Conservatives and Liberal Democrats were left stunned by Blackburn with Darwen Council leader Kate Hollern's plea for effective opponents, reported in yesterday's Lancashire Evening Telegraph.

She told the Telegraph she had commissioned a guide on how to be a good councillor in a bid to attract 'new blood' on to the opposition benches.

In her most vociferous broadside at opposition councillors, she said she felt more challenged when debating policies with teenagers on the local youth forum than with councillors in Blackburn Town Hall.

Her comments today prompted an icy response from backbench opposition councillors.
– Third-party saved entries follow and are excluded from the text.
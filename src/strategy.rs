//! Decision provider seam for autonomous play and yield advisories.
//!
//! The engine depends only on these signatures and on the providers
//! returning synchronously; the scoring heuristics behind them are
//! deliberately pluggable.

use rand::Rng;
use serde::{Deserialize, Serialize};
use std::cell::RefCell;
use std::collections::{HashMap, VecDeque};

use crate::dice::Face;
use crate::player::PlayerId;
use crate::rng::EngineRng;
use crate::state::GameState;
use crate::zone::ZoneSlot;

/// What to do with the current roll.
#[derive(Debug, Clone, Copy, PartialEq, Eq, Serialize, Deserialize)]
#[serde(rename_all = "snake_case")]
pub enum RollAction {
    Reroll,
    EndRoll,
}

/// Roll evaluation returned by a provider.
#[derive(Debug, Clone, PartialEq, Serialize, Deserialize)]
pub struct RollDecision {
    pub action: RollAction,
    /// Dice indices to keep across the next reroll.
    pub keep: Vec<usize>,
    pub confidence: f32,
}

/// A damaged occupant's choice.
#[derive(Debug, Clone, Copy, PartialEq, Eq, Serialize, Deserialize)]
#[serde(rename_all = "snake_case")]
pub enum YieldChoice {
    Yield,
    Stay,
}

/// Non-binding recommendation attached to a yield prompt. Carried by the
/// engine, interpreted only by the presentation layer; the engine tags the
/// deterministic decision seed when one exists.
#[derive(Debug, Clone, PartialEq, Serialize, Deserialize)]
pub struct Advisory {
    #[serde(default, skip_serializing_if = "Option::is_none")]
    pub seed: Option<u64>,
    pub recommendation: YieldChoice,
    pub score: f32,
}

/// Pluggable strategy consulted by the orchestrator and the yield flow.
pub trait DecisionProvider {
    /// Evaluate the active player's roll: which dice to keep and whether to
    /// spend another reroll.
    fn evaluate_roll(
        &self,
        state: &GameState,
        player: PlayerId,
        rolls_remaining: u8,
    ) -> RollDecision;

    /// Advisory recommendation for a defender's yield prompt.
    fn evaluate_yield_advisory(
        &self,
        state: &GameState,
        defender: PlayerId,
        damage: i32,
        slot: ZoneSlot,
    ) -> Advisory;

    /// Binding decision for an autonomous defender.
    fn evaluate_yield_decision(
        &self,
        state: &GameState,
        defender: PlayerId,
        damage: i32,
        slot: ZoneSlot,
        rng: Option<&mut EngineRng>,
    ) -> YieldChoice;
}

/// Default strategy: keep attacks and the strongest numeric set, reroll
/// while credits remain, vacate the zone when health runs low.
#[derive(Debug, Clone, Copy, Default)]
pub struct GreedyProvider;

impl GreedyProvider {
    fn keep_indices(faces: &[Face]) -> Vec<usize> {
        // Strongest numeric value worth chasing: the one with the most dice,
        // ties broken toward the higher value.
        let mut best_value = None;
        let mut best_count = 0;
        for value in [Face::One, Face::Two, Face::Three] {
            let count = faces.iter().filter(|&&f| f == value).count();
            if count >= best_count && count >= 2 {
                best_value = Some(value);
                best_count = count;
            }
        }
        faces
            .iter()
            .enumerate()
            .filter(|&(_, &face)| face == Face::Attack || Some(face) == best_value)
            .map(|(index, _)| index)
            .collect()
    }
}

impl DecisionProvider for GreedyProvider {
    fn evaluate_roll(
        &self,
        state: &GameState,
        _player: PlayerId,
        rolls_remaining: u8,
    ) -> RollDecision {
        let keep = Self::keep_indices(&state.dice.faces);
        let all_kept = keep.len() == state.dice.faces.len();
        let action = if rolls_remaining == 0 || all_kept {
            RollAction::EndRoll
        } else {
            RollAction::Reroll
        };
        let confidence = keep.len() as f32 / state.dice.faces.len().max(1) as f32;
        RollDecision {
            action,
            keep,
            confidence,
        }
    }

    fn evaluate_yield_advisory(
        &self,
        state: &GameState,
        defender: PlayerId,
        damage: i32,
        slot: ZoneSlot,
    ) -> Advisory {
        let choice = self.evaluate_yield_decision(state, defender, damage, slot, None);
        Advisory {
            seed: None,
            recommendation: choice,
            score: if choice == YieldChoice::Yield { 1.0 } else { 0.0 },
        }
    }

    fn evaluate_yield_decision(
        &self,
        state: &GameState,
        defender: PlayerId,
        damage: i32,
        _slot: ZoneSlot,
        rng: Option<&mut EngineRng>,
    ) -> YieldChoice {
        let Some(player) = state.roster.get(defender) else {
            return YieldChoice::Stay;
        };
        // Staying risks eating the same hit again next turn.
        if player.health <= damage {
            return YieldChoice::Yield;
        }
        if player.health <= damage + 2 {
            // Marginal zone: coin flip when a generator is supplied,
            // otherwise hold the slot.
            if let Some(rng) = rng
                && rng.gen_bool(0.5)
            {
                return YieldChoice::Yield;
            }
            return YieldChoice::Stay;
        }
        YieldChoice::Stay
    }
}

/// Test double replaying queued roll decisions and fixed yield choices.
#[derive(Debug, Default)]
pub struct ScriptedProvider {
    rolls: RefCell<VecDeque<RollDecision>>,
    yields: HashMap<PlayerId, YieldChoice>,
}

impl ScriptedProvider {
    #[must_use]
    pub fn new() -> Self {
        Self::default()
    }

    pub fn push_roll(&self, decision: RollDecision) {
        self.rolls.borrow_mut().push_back(decision);
    }

    pub fn set_yield(&mut self, player: PlayerId, choice: YieldChoice) {
        self.yields.insert(player, choice);
    }
}

impl DecisionProvider for ScriptedProvider {
    fn evaluate_roll(
        &self,
        _state: &GameState,
        _player: PlayerId,
        _rolls_remaining: u8,
    ) -> RollDecision {
        self.rolls.borrow_mut().pop_front().unwrap_or(RollDecision {
            action: RollAction::EndRoll,
            keep: Vec::new(),
            confidence: 1.0,
        })
    }

    fn evaluate_yield_advisory(
        &self,
        _state: &GameState,
        defender: PlayerId,
        _damage: i32,
        _slot: ZoneSlot,
    ) -> Advisory {
        Advisory {
            seed: None,
            recommendation: self
                .yields
                .get(&defender)
                .copied()
                .unwrap_or(YieldChoice::Stay),
            score: 1.0,
        }
    }

    fn evaluate_yield_decision(
        &self,
        _state: &GameState,
        defender: PlayerId,
        _damage: i32,
        _slot: ZoneSlot,
        _rng: Option<&mut EngineRng>,
    ) -> YieldChoice {
        self.yields
            .get(&defender)
            .copied()
            .unwrap_or(YieldChoice::Stay)
    }
}

#[cfg(test)]
mod tests {
    use super::*;

    #[test]
    fn greedy_keeps_attacks_and_best_numeric_run() {
        let faces = [
            Face::Attack,
            Face::Two,
            Face::Two,
            Face::Heart,
            Face::Energy,
            Face::Attack,
        ];
        let keep = GreedyProvider::keep_indices(&faces);
        assert_eq!(keep, vec![0, 1, 2, 5]);
    }

    #[test]
    fn greedy_ignores_singleton_numerics() {
        let faces = [
            Face::One,
            Face::Two,
            Face::Three,
            Face::Heart,
            Face::Energy,
            Face::Heart,
        ];
        assert!(GreedyProvider::keep_indices(&faces).is_empty());
    }

    #[test]
    fn scripted_provider_replays_in_order() {
        let provider = ScriptedProvider::new();
        provider.push_roll(RollDecision {
            action: RollAction::Reroll,
            keep: vec![1],
            confidence: 0.5,
        });
        let state = crate::state::GameState::new(crate::config::GameConfig::new(vec![
            crate::config::SeatConfig::cpu("A"),
            crate::config::SeatConfig::cpu("B"),
        ]));
        let first = provider.evaluate_roll(&state, PlayerId(0), 2);
        assert_eq!(first.action, RollAction::Reroll);
        let second = provider.evaluate_roll(&state, PlayerId(0), 1);
        assert_eq!(second.action, RollAction::EndRoll);
    }
}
Conservative spokesman on regeneration, Coun Alan Cottam, said: "I feel she should look in her own back garden first.

"Some of her councillors don't know what day it is when it comes to what is going on in their own wards.

"If the scrutiny committees, which are supposed to monitor what the Labour executive does, was controlled by the opposition and not Labour, I think she'd be under more pressure."

Coun Roy Davies, a Lib Dem councillor first elected in 2004, said: "She doesn't know what goes on in scrutiny meetings, or the questions we ask.

"Last year, at one of our scrutiny committees, we forced the hospital trust into admitting it had plans to get rid of 10 per cent of its beds. That's something which really matters to people.

"Very little of our time is spent in the Town Hall, because we are out and about representing the people who elected us, which is our job."

Coun Fred Gollop, who took one of the Higher Croft, Blackburn, seats off Labour in 2004, said: "Her comments simply aren't fair and very out of character for her."

Tory councillor Michael Lee, so far the only opposition councillor to exercise his right to ask a question at the Labour-controlled executive board since it was introduced in 2002, said: "The new system has taken some getting used to but is weighted in the ruling group's favour.

"Rather than the presumption of sharing information with everyone, we now have a situation where we have to fight for everything we can to just to know what is going on.

"I think Coun Hollern may live to regret what she has said, because we are already planning to ask more questions at executive board and put Labour under more pressure."

Coun Hollern said: "If my comments lead to more apparent opposition, then I welcome that."